Leaving his bags open, he returned to the front room. Trees and shrubs and shoreline were melting up from the half-dark, and as they grew sharper, shadowy branches evolving into distinct sprays of needles, the margin of the lake defining itself in precise gray etchings, the things of the world came to seem increasingly imprecise to Shellane. Their precision a clumsy illusion, a poor reflection of the simpler albeit more daunting order he had detected in the house, as if death were simply a refinement of life. He settled back into the chair. Noon approached. Soon a blue Cadillac would come grumbling along the lake road. Soon he would cook breakfast, take a shower, make a plan, erecting a structure that had no other purpose than to repeat itself. He saw himself as he had once been. Rock and roll days. Girlfriend sobbing in a corner of that dingy, brain-damaged apartment in Medford. Him yelling, shouting, because he had no self-justification that could be spoken in a quiet tone or a reasonable voice. The quick drug hit of a score, adrenaline rushes and gleefully desperate escapes, and afterward sitting in a nondescript bar with nondescript men, laughing madly over drink at the skill, the guts and brains required to risk everything for short money in the service of greater men who watched them like spiders watching trained flies and smiled at their ignorance. Walking like a ghost through Detroit. Brushing past the world, touching it just enough to envy its unreal brilliance. Was that it? A life like so many bits of rusty tin threaded onto a gray string? These days of Grace cancelled out every moment of that dreary, heatless past. He put his hand on the telephone, let it rest there for several minutes before lifting the receiver and dialing, not because he was hesitant, but rather stalled, lost in a fugue from which he emerged diminished and uncaring.
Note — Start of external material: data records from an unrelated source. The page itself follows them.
use serde::{Deserialize, Serialize};

use crate::board::{Coord, GameState};
use crate::error::Rejection;
use crate::moves::Move;

/// What a single press did, for the UI to react to.
#[derive(Clone, Copy, Serialize, Deserialize, Debug, PartialEq, Eq)]
pub enum PressEvent {
    Selected(Coord),
    Moved(Move),
    /// A selection existed but the press was not a legal destination.
    Deselected(Rejection),
    Ignored,
}

#[derive(Clone, Copy, Serialize, Deserialize, Debug, PartialEq, Eq)]
pub struct Press {
    pub state: GameState,
    pub selection: Option<Coord>,
    pub event: PressEvent,
}

/// Feed one square press through the select-then-move protocol.
///
/// Pressing a piece of the side to move always (re)selects it. Otherwise an
/// armed selection is tried as a move to the pressed square; success adopts
/// the new state, failure just drops the selection. With nothing selected
/// the press is ignored.
pub fn select_or_move(state: GameState, selection: Option<Coord>, pressed: Coord) -> Press {
    if state.board.get(pressed).is_owned_by(state.turn) {
        return Press { state, selection: Some(pressed), event: PressEvent::Selected(pressed) };
    }

    let Some(from) = selection else {
        return Press { state, selection: None, event: PressEvent::Ignored };
    };

    match state.try_move(from, pressed) {
        Ok(next) => Press {
            state: next,
            selection: None,
            event: PressEvent::Moved(Move::new(from, pressed)),
        },
        Err(reason) => Press { state, selection: None, event: PressEvent::Deselected(reason) },
    }
}

#[cfg(test)]
mod tests {
    use super::*;
    use crate::board::Board;
    use crate::piece::{Cell, Color};

    fn sq(row: usize, col: usize) -> Coord {
        Coord::new(row, col).unwrap()
    }

    #[test]
    fn opponent_piece_without_selection_is_ignored() {
        let state = GameState::new();
        let press = select_or_move(state, None, sq(2, 1));
        assert_eq!(press.event, PressEvent::Ignored);
        assert_eq!(press.state, state);
        assert_eq!(press.selection, None);
    }

    #[test]
    fn own_piece_reselects_mid_selection() {
        let state = GameState::new();
        let first = select_or_move(state, None, sq(5, 0));
        assert_eq!(first.selection, Some(sq(5, 0)));
        let second = select_or_move(first.state, first.selection, sq(5, 2));
        assert_eq!(second.selection, Some(sq(5, 2)));
        assert_eq!(second.event, PressEvent::Selected(sq(5, 2)));
        assert_eq!(second.state, state);
    }

    #[test]
    fn legal_destination_moves_and_clears_selection() {
        let state = GameState::new();
        let press = select_or_move(state, Some(sq(5, 2)), sq(4, 3));
        assert_eq!(press.event, PressEvent::Moved(Move::new(sq(5, 2), sq(4, 3))));
        assert_eq!(press.selection, None);
        assert_eq!(press.state.turn, Color::Black);
        assert_eq!(press.state.board.get(sq(4, 3)), Cell::WhiteMan);
    }

    #[test]
    fn illegal_destination_deselects_without_moving() {
        let state = GameState::new();
        let press = select_or_move(state, Some(sq(5, 2)), sq(3, 4));
        assert_eq!(press.event, PressEvent::Deselected(Rejection::InvalidCaptureTarget));
        assert_eq!(press.selection, None);
        assert_eq!(press.state, state);
    }

    #[test]
    fn pressing_an_opponent_with_selection_deselects() {
        let mut board = Board::empty();
        board.squares[5][2] = Cell::WhiteMan;
        board.squares[4][3] = Cell::BlackMan;
        let state = GameState { board, turn: Color::White };
        let press = select_or_move(state, Some(sq(5, 2)), sq(4, 3));
        assert_eq!(press.event, PressEvent::Deselected(Rejection::DestinationOccupied));
        assert_eq!(press.state, state);
    }
}
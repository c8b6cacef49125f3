// =============================================================================
// Move rules
//
// Validation, execution and promotion for a single move. Every function here
// is pure: boards come in by reference and leave as new values, so a rejected
// move cannot disturb the caller's state.
//
// The rule set is deliberately the limited one: single diagonal steps (men
// forward only, kings in all four directions) and single jumps over one
// adjacent enemy. Jumps are allowed backwards for men too. There is no
// mandatory capture and no multi-jump continuation.
// =============================================================================

use crate::board::{Board, Coord, GameState};
use crate::error::Rejection;
use crate::moves::{Move, MoveKind};
use crate::piece::{Cell, Color};

const DIAGONALS: [(i32, i32); 4] = [(-1, -1), (-1, 1), (1, -1), (1, 1)];

pub fn is_owned_by(cell: Cell, turn: Color) -> bool {
    cell.is_owned_by(turn)
}

/// Decide whether `from -> to` is legal for `turn` and what kind of move it is.
/// Checks run in a fixed order and the first failure is reported.
pub fn classify(board: &Board, turn: Color, from: Coord, to: Coord) -> Result<MoveKind, Rejection> {
    let piece = board.get(from);
    if !is_owned_by(piece, turn) {
        return Err(Rejection::NotOwnPiece);
    }
    if !to.is_dark() {
        return Err(Rejection::WrongColorSquare);
    }
    if !board.get(to).is_empty() {
        return Err(Rejection::DestinationOccupied);
    }

    let row_delta = to.row() as i32 - from.row() as i32;
    let col_delta = to.col().abs_diff(from.col());

    match (row_delta.abs(), col_delta) {
        (1, 1) if piece.is_king() || row_delta == turn.forward() => Ok(MoveKind::Simple),
        (2, 2) => {
            let captured = from
                .offset(row_delta / 2, (to.col() as i32 - from.col() as i32) / 2)
                .ok_or(Rejection::IllegalGeometry)?;
            if board.get(captured).is_owned_by(turn.opposite()) {
                Ok(MoveKind::Jump { captured })
            } else {
                Err(Rejection::InvalidCaptureTarget)
            }
        }
        _ => Err(Rejection::IllegalGeometry),
    }
}

/// Crown a man that lands on its promotion row. Kings never change.
pub fn promote(cell: Cell, landing: Coord) -> Cell {
    match cell.color() {
        Some(color) if landing.row() == color.promotion_row() => cell.promoted(),
        _ => cell,
    }
}

/// Apply an already-classified move to a copy of `board`.
pub(crate) fn execute(board: &Board, mv: Move, kind: MoveKind) -> Board {
    let mut next = *board;
    let piece = promote(next.get(mv.from), mv.to);
    next.set(mv.from, Cell::Empty);
    if let MoveKind::Jump { captured } = kind {
        next.set(captured, Cell::Empty);
    }
    next.set(mv.to, piece);
    next
}

/// Validate and execute in one step. On success the returned state carries
/// the new board and the other side to move.
pub fn try_move(board: &Board, turn: Color, from: Coord, to: Coord) -> Result<GameState, Rejection> {
    let kind = classify(board, turn, from, to)?;
    Ok(GameState {
        board: execute(board, Move::new(from, to), kind),
        turn: turn.opposite(),
    })
}

/// Every move `try_move` would accept for the piece on `from`.
pub fn legal_destinations(board: &Board, turn: Color, from: Coord) -> Vec<Move> {
    if !is_owned_by(board.get(from), turn) {
        return Vec::new();
    }
    DIAGONALS
        .iter()
        .flat_map(|&(dr, dc)| [from.offset(dr, dc), from.offset(dr * 2, dc * 2)])
        .flatten()
        .filter(|&to| classify(board, turn, from, to).is_ok())
        .map(|to| Move::new(from, to))
        .collect()
}

pub fn legal_moves(board: &Board, turn: Color) -> Vec<Move> {
    board
        .pieces()
        .filter(|(_, cell)| cell.is_owned_by(turn))
        .flat_map(|(sq, _)| legal_destinations(board, turn, sq))
        .collect()
}
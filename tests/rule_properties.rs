//! Property-based tests for move validation invariants

use dama::board::{reset_game, Board, Coord, GameState};
use dama::error::Rejection;
use dama::piece::{Cell, Color};
use dama::rules::{legal_destinations, legal_moves, try_move};
use dama::moves::Move;
use dama::session::{select_or_move, PressEvent};
use proptest::prelude::*;

fn cell() -> impl Strategy<Value = Cell> {
    prop_oneof![
        6 => Just(Cell::Empty),
        2 => Just(Cell::WhiteMan),
        2 => Just(Cell::BlackMan),
        1 => Just(Cell::WhiteKing),
        1 => Just(Cell::BlackKing),
    ]
}

// Random positions with pieces only on dark squares
fn random_board() -> impl Strategy<Value = Board> {
    prop::collection::vec(cell(), 32).prop_map(|cells| {
        let mut board = Board::empty();
        let dark = Coord::all().filter(|sq| sq.is_dark());
        for (sq, cell) in dark.zip(cells) {
            board.squares[sq.row()][sq.col()] = cell;
        }
        board
    })
}

fn turn() -> impl Strategy<Value = Color> {
    prop_oneof![Just(Color::White), Just(Color::Black)]
}

fn coord() -> impl Strategy<Value = Coord> {
    (0usize..8, 0usize..8).prop_map(|(r, c)| Coord::new(r, c).unwrap())
}

proptest! {
    #[test]
    fn light_or_occupied_destinations_always_reject(
        board in random_board(), turn in turn(), from in coord()
    ) {
        for to in Coord::all() {
            if !to.is_dark() || !board.get(to).is_empty() {
                prop_assert!(try_move(&board, turn, from, to).is_err());
            }
        }
    }

    #[test]
    fn rejected_press_keeps_state_and_drops_selection(board in random_board(), turn in turn()) {
        let state = GameState { board, turn };
        for (from, _) in board.pieces().filter(|(_, cell)| cell.is_owned_by(turn)) {
            for to in Coord::all().filter(|&to| !board.get(to).is_owned_by(turn)) {
                let press = select_or_move(state, Some(from), to);
                match try_move(&board, turn, from, to) {
                    Ok(next) => {
                        prop_assert_eq!(press.event, PressEvent::Moved(Move::new(from, to)));
                        prop_assert_eq!(press.state, next);
                    }
                    Err(reason) => {
                        prop_assert_eq!(press.event, PressEvent::Deselected(reason));
                        prop_assert_eq!(press.state, state);
                    }
                }
                prop_assert_eq!(press.selection, None);
            }
        }
    }

    #[test]
    fn accepted_moves_flip_turn_once(board in random_board(), turn in turn()) {
        for mv in legal_moves(&board, turn) {
            let next = try_move(&board, turn, mv.from, mv.to).unwrap();
            prop_assert_eq!(next.turn, turn.opposite());
            prop_assert!(next.board.get(mv.from).is_empty());
            prop_assert!(next.board.get(mv.to).is_owned_by(turn));
            prop_assert_eq!(next.board.count(turn), board.count(turn));
            let captured = board.count(turn.opposite()) - next.board.count(turn.opposite());
            prop_assert_eq!(captured, usize::from(mv.is_jump()));
        }
    }

    #[test]
    fn only_owned_pieces_move(
        board in random_board(), turn in turn(), from in coord(), to in coord()
    ) {
        prop_assume!(!board.get(from).is_owned_by(turn));
        prop_assert_eq!(try_move(&board, turn, from, to), Err(Rejection::NotOwnPiece));
    }

    #[test]
    fn kings_are_never_demoted(board in random_board(), turn in turn()) {
        for (from, piece) in board.pieces().filter(|(_, cell)| cell.is_king()) {
            for mv in legal_destinations(&board, turn, from) {
                let next = try_move(&board, turn, mv.from, mv.to).unwrap();
                prop_assert_eq!(next.board.get(mv.to), piece);
            }
        }
    }

    #[test]
    fn destinations_agree_with_try_move(board in random_board(), turn in turn(), from in coord()) {
        let listed: Vec<Coord> = legal_destinations(&board, turn, from).iter().map(|m| m.to).collect();
        for to in Coord::all() {
            prop_assert_eq!(listed.contains(&to), try_move(&board, turn, from, to).is_ok());
        }
    }

    #[test]
    fn reset_after_any_presses_is_canonical(presses in prop::collection::vec(coord(), 0..60)) {
        let mut state = GameState::new();
        let mut selection = None;
        for pressed in presses {
            let press = select_or_move(state, selection, pressed);
            state = press.state;
            selection = press.selection;
        }
        prop_assert!(state.board.pieces().all(|(sq, _)| sq.is_dark()));
        prop_assert!(state.board.count(Color::White) <= 12);
        prop_assert!(state.board.count(Color::Black) <= 12);
        prop_assert!(selection.map_or(true, |sq| state.board.get(sq).is_owned_by(state.turn)));

        let (fresh, none) = reset_game();
        prop_assert_eq!(fresh.board, Board::new());
        prop_assert_eq!(fresh.turn, Color::White);
        prop_assert_eq!(none, None);
    }
}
A man’s voice spoke in his ear. “Yeah, what?”

“You recording this?” Shellane asked.

A pause. “Who’s asking?”

“If you’re not recording, start the tape. I don’t want to have to repeat myself.”

Another pause. “You’re on the tape, pal. Go for it.”

“This is…” Shellane had a thought. A wicked thought, another addition to his Book of Sin. But damned once, damned twice…What did it matter?

“You still there?”

“My name is Avery Broillard,” Shellane said. “I work at the Gas ’n Guzzle in Champion, Michigan. In the Upper Peninsula, about an hour’s drive west of Marquette.”

“No shit? How’s the weather up there?”

“I can tell you how to find Roy Shellane.”

Silence, and then the man said, “That would be extremely helpful, Avery. Why don’tcha go ahead and tell me?”

“It’s tricky…the directions. I’ll have to show you. I work until seven tonight. Can you have somebody up here by seven?”